Alimentación y Nutrición

Dulces navideños: disfrutarlos, pero con control

Dulces de Navidad

Hace semanas que están a la venta los dulces navideños y muchos hemos empezado a caer en la tentación. En una dieta equilibrada pueden ser excelentes, pero la mesura en su consumo es fundamental para proteger nuestra salud cardiovascular. Te contamos qué debemos tener en cuenta para disfrutarlos con control.

Faltan pocos días para la Navidad y hace semanas que podemos ver en todos los establecimientos de alimentación estanterías repletas de los típicos dulces de esta época: turrones, mazapanes, polvorones o bombones a montones que nos entran por los ojos y nos hacen la boca agua. Una tentación que, aunque sabemos que no es lo más aconsejable para la salud cardiovascular, se nos hace irresistible mucho antes de que lleguen estas fiestas tan esperadas. ¿Qué debemos procurar?

Aunque estos dulces pueden ser excelentes dentro de una una dieta equilibrada, debemos ser conscientes que abusar implica una ingesta de más azúcares y grasas. Las personas con factores de riesgo cardiovascular, especialmente los diabéticos, deben tener especial cuidado en el consumo, anticipado o no, de estos dulces.

En previsión del más que probable atracón que nos demos en Navidad, debemos poner un poco de cabeza para poder disfrutar de estos pequeños placeres:  

  • Comerlos con mesura. No hay que renunciar a ellos, pero debemos controlar su consumo para no abusar. De este modo no empezaremos a descompensar la alimentación tantos días antes de las fiestas.   
  • Realizar ejercicio físico regular: un paseo relajado al menos de 30 minutos al día es especialmente saludable para el corazón, para la mente y una buena manera de compensar los excesos que podamos realizar de forma puntual. En este sentido no es recomendable el ejercicio intensivo de forma puntual para quemar los excesos, porque puede ocasionar lesiones o accidentes cardiovasculares debido al sobreesfuerzo repentino. 
  • Compensar con una dieta equilibrada, baja en grasas saturadas, azúcares añadidos y sal. Recurrir a la comida al vapor, al horno, a la parrilla o a la plancha antes que frita, aunque sea con aceite de oliva. 
  • Consultar el etiquetado y elegir en lo posible aquellos dulces que contengan menos grasas y azúcares. 
  • Las personas diabéticas deben tener un especial cuidado con el exceso de azúcares. Pueden optar por aquellos dulces que utilizan sacarosa o fructosa en vez de azúcar, aunque hay que controlar también las grasas que contienen.

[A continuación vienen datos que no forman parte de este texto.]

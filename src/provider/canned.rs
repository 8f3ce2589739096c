//! Built-in providers that need no external service
//!
//! Translate and Style & Tone answer from fixed sample tables; Refine applies
//! a few deterministic text rules. They back the server when no remote
//! endpoint is configured and keep demos and tests offline.

use super::{ProviderError, TransformProvider};
use crate::model::ModeOptions;
use crate::validator::ValidatedInput;
use async_trait::async_trait;

const TRANSLATIONS: &[(&str, &str)] = &[
    (
        "es",
        "¡Hola equipo! Necesito enviar una actualización a nuestro cliente sobre el cronograma del proyecto.",
    ),
    (
        "fr",
        "Salut l'équipe ! Je dois envoyer une mise à jour à notre client concernant le calendrier du projet.",
    ),
    (
        "de",
        "Hallo Team! Ich muss unserem Kunden ein Update zum Projektzeitplan schicken.",
    ),
    (
        "ja",
        "チームの皆さん、こんにちは！プロジェクトのタイムラインについて、クライアントに更新情報を送る必要があります。",
    ),
];

const TRANSLATION_FALLBACK: &str = "Translation output would appear here.";

const TONE_SAMPLES: &[(&str, &str)] = &[
    (
        "polite-formal",
        "Good morning team. I would like to provide our client with an update regarding the project timeline at your earliest convenience.",
    ),
    (
        "concise-direct",
        "Team: Need to update client on project timeline.",
    ),
    (
        "friendly-neutral",
        "Hey team! I need to send our client an update about where we are with the project timeline.",
    ),
    (
        "enthusiastic",
        "Hey team! I'm excited to share a progress update with our client about the project timeline!",
    ),
    (
        "empathetic",
        "Hi team, I understand everyone's been working hard. I'd like to share a thoughtful update with our client about the project timeline.",
    ),
    (
        "confident",
        "Team, I'll be updating our client on the project timeline. We're making solid progress.",
    ),
];

const TONE_FALLBACK: &str = "Styled output would appear here.";

const FILLER_WORDS: &[&str] = &["just", "really", "very", "basically", "actually", "literally"];

fn lookup(table: &[(&str, &'static str)], key: &str) -> Option<&'static str> {
    table.iter().find(|(k, _)| *k == key).map(|(_, v)| *v)
}

fn wrong_options(provider: &str) -> ProviderError {
    ProviderError::rejected(format!("{provider} received options for another mode"))
}

/// Rule-based refinement
pub struct CannedRefine;

impl CannedRefine {
    fn refine(text: &str, grammar: bool, clarity: bool, conciseness: bool) -> String {
        let mut words: Vec<&str> = text.split_whitespace().collect();

        if conciseness {
            words.retain(|w| {
                let bare = w.trim_matches(|c: char| !c.is_alphanumeric());
                !FILLER_WORDS.iter().any(|f| f.eq_ignore_ascii_case(bare))
            });
        }

        let mut out = if clarity || conciseness {
            words.join(" ")
        } else {
            text.to_string()
        };

        if grammar {
            out = capitalize_sentences(&out);
            if !out.ends_with(['.', '!', '?']) {
                out.push('.');
            }
        }
        out
    }
}

fn capitalize_sentences(text: &str) -> String {
    let mut out = String::with_capacity(text.len());
    let mut at_start = true;
    for c in text.chars() {
        if at_start && c.is_alphabetic() {
            out.extend(c.to_uppercase());
            at_start = false;
        } else {
            if matches!(c, '.' | '!' | '?') {
                at_start = true;
            } else if !c.is_whitespace() {
                at_start = false;
            }
            out.push(c);
        }
    }
    out
}

#[async_trait]
impl TransformProvider for CannedRefine {
    async fn transform(&self, input: &ValidatedInput) -> Result<String, ProviderError> {
        match input.options() {
            ModeOptions::Refine {
                grammar,
                clarity,
                conciseness,
            } => Ok(Self::refine(
                input.source_text(),
                *grammar,
                *clarity,
                *conciseness,
            )),
            _ => Err(wrong_options(self.name())),
        }
    }

    fn name(&self) -> &str {
        "canned-refine"
    }
}

/// Sample translations keyed by target language
pub struct CannedTranslate;

#[async_trait]
impl TransformProvider for CannedTranslate {
    async fn transform(&self, input: &ValidatedInput) -> Result<String, ProviderError> {
        match input.options() {
            ModeOptions::Translate {
                target_language, ..
            } => Ok(lookup(TRANSLATIONS, target_language)
                .unwrap_or(TRANSLATION_FALLBACK)
                .to_string()),
            _ => Err(wrong_options(self.name())),
        }
    }

    fn name(&self) -> &str {
        "canned-translate"
    }
}

/// Sample rewrites keyed by tone preset
pub struct CannedStyleTone;

#[async_trait]
impl TransformProvider for CannedStyleTone {
    async fn transform(&self, input: &ValidatedInput) -> Result<String, ProviderError> {
        match input.options() {
            ModeOptions::StyleTone { tone } => Ok(lookup(TONE_SAMPLES, tone)
                .unwrap_or(TONE_FALLBACK)
                .to_string()),
            _ => Err(wrong_options(self.name())),
        }
    }

    fn name(&self) -> &str {
        "canned-style-tone"
    }
}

¿Qué dulces son los más saludables?

Aunque todos los dulces navideños suelen contener altas cantidades de azúcar, si tenemos que elegir los menos perjudiciales para la salud cardiovascular deberíamos decantarnos por los que están hechos con base de almendras, ya que estos frutos secos contienen grasas saludables para el corazón. Por ejemplo, el turrón de Jijona está elaborado con un mínimo del 64% de almendras.

Sin embargo, los turrones que contienen chocolate, los mantecados y los polvorones son los menos saludables para la salud del corazón, ya que su alto contenido en grasas saturadas favorecen la obesidad y el aumento de los niveles del colesterol.

Dulces de Navidad

Ojo con los dulces “sin azúcar” 

Cada vez encontramos más dulces catalogados como “sin azúcar”, en los que se ha sustituido este ingrediente por edulcorantes artificiales. Son aceptables, aunque debemos tener cuidado con las grasas saturadas de este tipo de productos. 

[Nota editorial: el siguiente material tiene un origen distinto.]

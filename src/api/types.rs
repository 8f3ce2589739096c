//! API request and response types

use crate::model::{Mode, ModeOptions};
use serde::{Deserialize, Serialize};

/// Slash command typed into the composer
#[derive(Debug, Deserialize)]
pub struct CommandRequest {
    pub text: String,
}

#[derive(Debug, Deserialize)]
pub struct SelectModeRequest {
    pub mode: Mode,
}

/// Form submission. Options default to the form's preselected values.
#[derive(Debug, Deserialize)]
pub struct SubmitRequest {
    pub mode: Mode,
    pub source_text: String,
    #[serde(default)]
    pub options: Option<ModeOptions>,
}

impl SubmitRequest {
    pub fn options_or_default(&self) -> ModeOptions {
        self.options
            .clone()
            .unwrap_or_else(|| ModeOptions::defaults_for(self.mode))
    }
}

/// Error response body
#[derive(Debug, Serialize, Deserialize)]
pub struct ErrorResponse {
    pub error: String,
    pub kind: String,
}

impl ErrorResponse {
    pub fn new(kind: impl Into<String>, message: impl Into<String>) -> Self {
        Self {
            error: message.into(),
            kind: kind.into(),
        }
    }
}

Las personas diabéticas pueden optar por los dulces navideños con fructosa o sacarosa, ya que tienen un menor índice glucémico. Pero eso no significa que las grasas y las calorías disminuyan, así que deben comerse de forma controlada.

Y para los que simplemente miran por su línea existen dulces bajos en azúcar, con entre siete y treinta veces menos azúcar que los originales. Para que realmente cuenten como bajos en azúcar deben tener entre 1,5 y cinco gramos de azúcar por cada cien. También se puede optar por los etiquetados como “sin azúcares añadidos” porque no incluyen glucosa, fructosa, sacarosa, lactosa o miel.

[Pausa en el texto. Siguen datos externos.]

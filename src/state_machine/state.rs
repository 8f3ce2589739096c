//! Interaction state types

use crate::feedback::FeedbackCollector;
use crate::model::{FormInput, Mode, RequestId, TransformationRequest};
use crate::provider::ProviderError;
use crate::store::EphemeralResultStore;
use chrono::{DateTime, Duration, Utc};
use serde::Serialize;

// ============================================================================
// Interaction State
// ============================================================================

/// Where the user is in the transformation flow
#[derive(Debug, Clone, PartialEq, Eq, Default)]
pub enum InteractionState {
    /// Nothing open
    #[default]
    Idle,

    /// Mode picker shown, no mode chosen yet
    PickerOpen,

    /// Form for `mode` is editable
    FormOpen {
        mode: Mode,
        /// Input to pre-fill, kept across a failed dispatch or a regenerate
        draft: Option<FormInput>,
        /// Failure of the last dispatch from this form
        last_error: Option<ProviderError>,
    },

    /// Active request sent to its provider, awaiting completion
    Dispatching,

    /// Result produced and visible to the requesting user
    ResultReady,

    /// Feedback dialog open over a live result
    FeedbackOpen,
}

impl InteractionState {
    pub fn name(&self) -> &'static str {
        match self {
            InteractionState::Idle => "idle",
            InteractionState::PickerOpen => "picker_open",
            InteractionState::FormOpen { .. } => "form_open",
            InteractionState::Dispatching => "dispatching",
            InteractionState::ResultReady => "result_ready",
            InteractionState::FeedbackOpen => "feedback_open",
        }
    }

    pub fn is_dispatching(&self) -> bool {
        matches!(self, InteractionState::Dispatching)
    }
}

/// One user's interaction: machine state plus the request and result it owns
#[derive(Debug, Clone, PartialEq, Eq, Default)]
pub struct Interaction {
    pub state: InteractionState,
    /// The active request. Present from submit until the interaction resets
    /// or a dispatch fails.
    pub request: Option<TransformationRequest>,
    pub results: EphemeralResultStore,
}

impl Interaction {
    pub fn new() -> Self {
        Self::default()
    }

    pub fn active_request_id(&self) -> Option<RequestId> {
        self.request.as_ref().map(|r| r.id)
    }

    /// Whether a provider completion for `request_id` would be applied
    pub fn awaits(&self, request_id: RequestId) -> bool {
        self.state.is_dispatching() && self.active_request_id() == Some(request_id)
    }

    /// Client-facing projection of this interaction at `now`
    pub fn view(&self, now: DateTime<Utc>) -> StateView {
        let mode = self.request.as_ref().map(TransformationRequest::mode);
        match &self.state {
            InteractionState::Idle => StateView::Idle,
            InteractionState::PickerOpen => StateView::PickerOpen { modes: Mode::ALL },
            InteractionState::FormOpen {
                mode,
                draft,
                last_error,
            } => StateView::FormOpen {
                mode: *mode,
                draft: draft.clone(),
                error: last_error.as_ref().map(ErrorView::from),
            },
            InteractionState::Dispatching => StateView::Dispatching {
                request_id: self.active_request_id(),
                mode,
            },
            InteractionState::ResultReady => StateView::ResultReady {
                request_id: self.active_request_id(),
                mode,
                result: self.results.get(now).map(|r| ResultView {
                    output_text: r.output_text.clone(),
                    expires_at: r.expires_at,
                    inserted: self.results.is_inserted(),
                    copied: self.results.is_copied(),
                }),
            },
            InteractionState::FeedbackOpen => StateView::FeedbackOpen {
                request_id: self.active_request_id(),
                mode,
            },
        }
    }
}

// ============================================================================
// Client Views
// ============================================================================

/// Serializable snapshot broadcast on every state change. An expired result
/// is never included.
#[derive(Debug, Clone, PartialEq, Eq, Serialize)]
#[serde(tag = "state", rename_all = "snake_case")]
pub enum StateView {
    Idle,
    PickerOpen {
        modes: [Mode; 3],
    },
    FormOpen {
        mode: Mode,
        #[serde(skip_serializing_if = "Option::is_none")]
        draft: Option<FormInput>,
        #[serde(skip_serializing_if = "Option::is_none")]
        error: Option<ErrorView>,
    },
    Dispatching {
        request_id: Option<RequestId>,
        mode: Option<Mode>,
    },
    ResultReady {
        request_id: Option<RequestId>,
        mode: Option<Mode>,
        /// `None` once the retention window has closed
        result: Option<ResultView>,
    },
    FeedbackOpen {
        request_id: Option<RequestId>,
        mode: Option<Mode>,
    },
}

impl StateView {
    /// Wire name of the state, matching the serialized `state` tag
    pub fn name(&self) -> &'static str {
        match self {
            StateView::Idle => "idle",
            StateView::PickerOpen { .. } => "picker_open",
            StateView::FormOpen { .. } => "form_open",
            StateView::Dispatching { .. } => "dispatching",
            StateView::ResultReady { .. } => "result_ready",
            StateView::FeedbackOpen { .. } => "feedback_open",
        }
    }
}

#[derive(Debug, Clone, PartialEq, Eq, Serialize)]
pub struct ResultView {
    pub output_text: String,
    pub expires_at: DateTime<Utc>,
    pub inserted: bool,
    pub copied: bool,
}

#[derive(Debug, Clone, PartialEq, Eq, Serialize)]
pub struct ErrorView {
    pub kind: &'static str,
    pub message: String,
}

impl From<&ProviderError> for ErrorView {
    fn from(e: &ProviderError) -> Self {
        Self {
            kind: e.kind(),
            message: e.to_string(),
        }
    }
}

// ============================================================================
// Context
// ============================================================================

/// Immutable configuration for an interaction
#[derive(Debug, Clone)]
pub struct InteractionContext {
    pub session_id: String,
    /// How long a result stays readable after it is produced
    pub retention: Duration,
    pub feedback: FeedbackCollector,
}

impl InteractionContext {
    pub fn new(session_id: impl Into<String>, retention: Duration, feedback: FeedbackCollector) -> Self {
        Self {
            session_id: session_id.into(),
            retention,
            feedback,
        }
    }
}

Pero insistimos con que hay que tener cuidado. La Federación Española del Corazón (FEC) nos indica que no hay que caer en el error de pensar que estos productos “sin azúcar” son beneficiosos para nuestra salud por sí mismos. No llevan azúcar, sí, pero pueden tener un contenido muy alto en grasas saturadas y aumentar así los niveles de colesterol. Es recomendable mirar siempre la etiqueta de la composición para asegurarse. 

Así que toma nota, porque ante la gran oferta de dulces navideños es muy fácil que caigamos en el exceso. Debemos disfrutarlos, pero con control y mesura para no descompensar nuestra salud.